====== EXTRACTED MATERIAL

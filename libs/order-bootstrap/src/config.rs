//! Layered configuration loading.
//!
//! Precedence, lowest first:
//! 1. compiled defaults
//! 2. YAML file (when a path is given)
//! 3. environment variables under a prefix, nested with `__`
//!    (`ORDERS__SERVER__LISTEN_ADDR` sets `server.listen_addr`)
//!
//! CLI overrides are applied by the caller on the extracted value.

use std::path::Path;

use figment::Figment;
use figment::providers::{Env, Format, Serialized, Yaml};
use serde::Serialize;
use serde::de::DeserializeOwned;

#[derive(thiserror::Error, Debug)]
pub enum ConfigError {
    #[error("config file does not exist: {0}")]
    MissingFile(String),
    #[error("invalid configuration: {0}")]
    Invalid(#[from] Box<figment::Error>),
    #[error("failed to render configuration: {0}")]
    Render(#[from] serde_json::Error),
}

/// Load `T` from defaults, an optional YAML file and prefixed environment variables.
///
/// # Errors
/// Returns [`ConfigError::MissingFile`] when `path` is given but is not a file,
/// and [`ConfigError::Invalid`] when a layer cannot be merged into `T`.
pub fn load_layered<T>(defaults: &T, path: Option<&Path>, env_prefix: &str) -> Result<T, ConfigError>
where
    T: Serialize + DeserializeOwned,
{
    let mut figment = Figment::new().merge(Serialized::defaults(defaults));

    if let Some(path) = path {
        if !path.is_file() {
            return Err(ConfigError::MissingFile(path.display().to_string()));
        }
        figment = figment.merge(Yaml::file(path));
    }

    figment = figment.merge(Env::prefixed(env_prefix).split("__"));

    figment.extract().map_err(|e| ConfigError::Invalid(Box::new(e)))
}

/// Render a configuration value for `--print-config` style output.
///
/// # Errors
/// Returns [`ConfigError::Render`] if the value cannot be serialized.
pub fn render<T: Serialize>(config: &T) -> Result<String, ConfigError> {
    Ok(serde_json::to_string_pretty(config)?)
}
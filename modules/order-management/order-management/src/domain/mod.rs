pub mod catalog;
pub mod service;
pub mod session;

pub use catalog::{Catalog, DEFAULT_ITEMS, InMemoryCatalog};
pub use service::{CallCompletion, Service, StreamingCall};
pub use session::{CallContext, SessionSummary, StreamSession, effective_timeout};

============

> REQUIREMENT:
Starting at the line that has "1. compiled defaults" in the records above, restate word for word every line until the one that has "use std::path::Path;", and include that one as well.

> WRITTEN ANSWER:
//! 1. compiled defaults
//! 2. YAML file (when a path is given)
//! 3. environment variables under a prefix, nested with `__`
//!    (`ORDERS__SERVER__LISTEN_ADDR` sets `server.listen_addr`)
//!
//! CLI overrides are applied by the caller on the extracted value.

use std::path::Path;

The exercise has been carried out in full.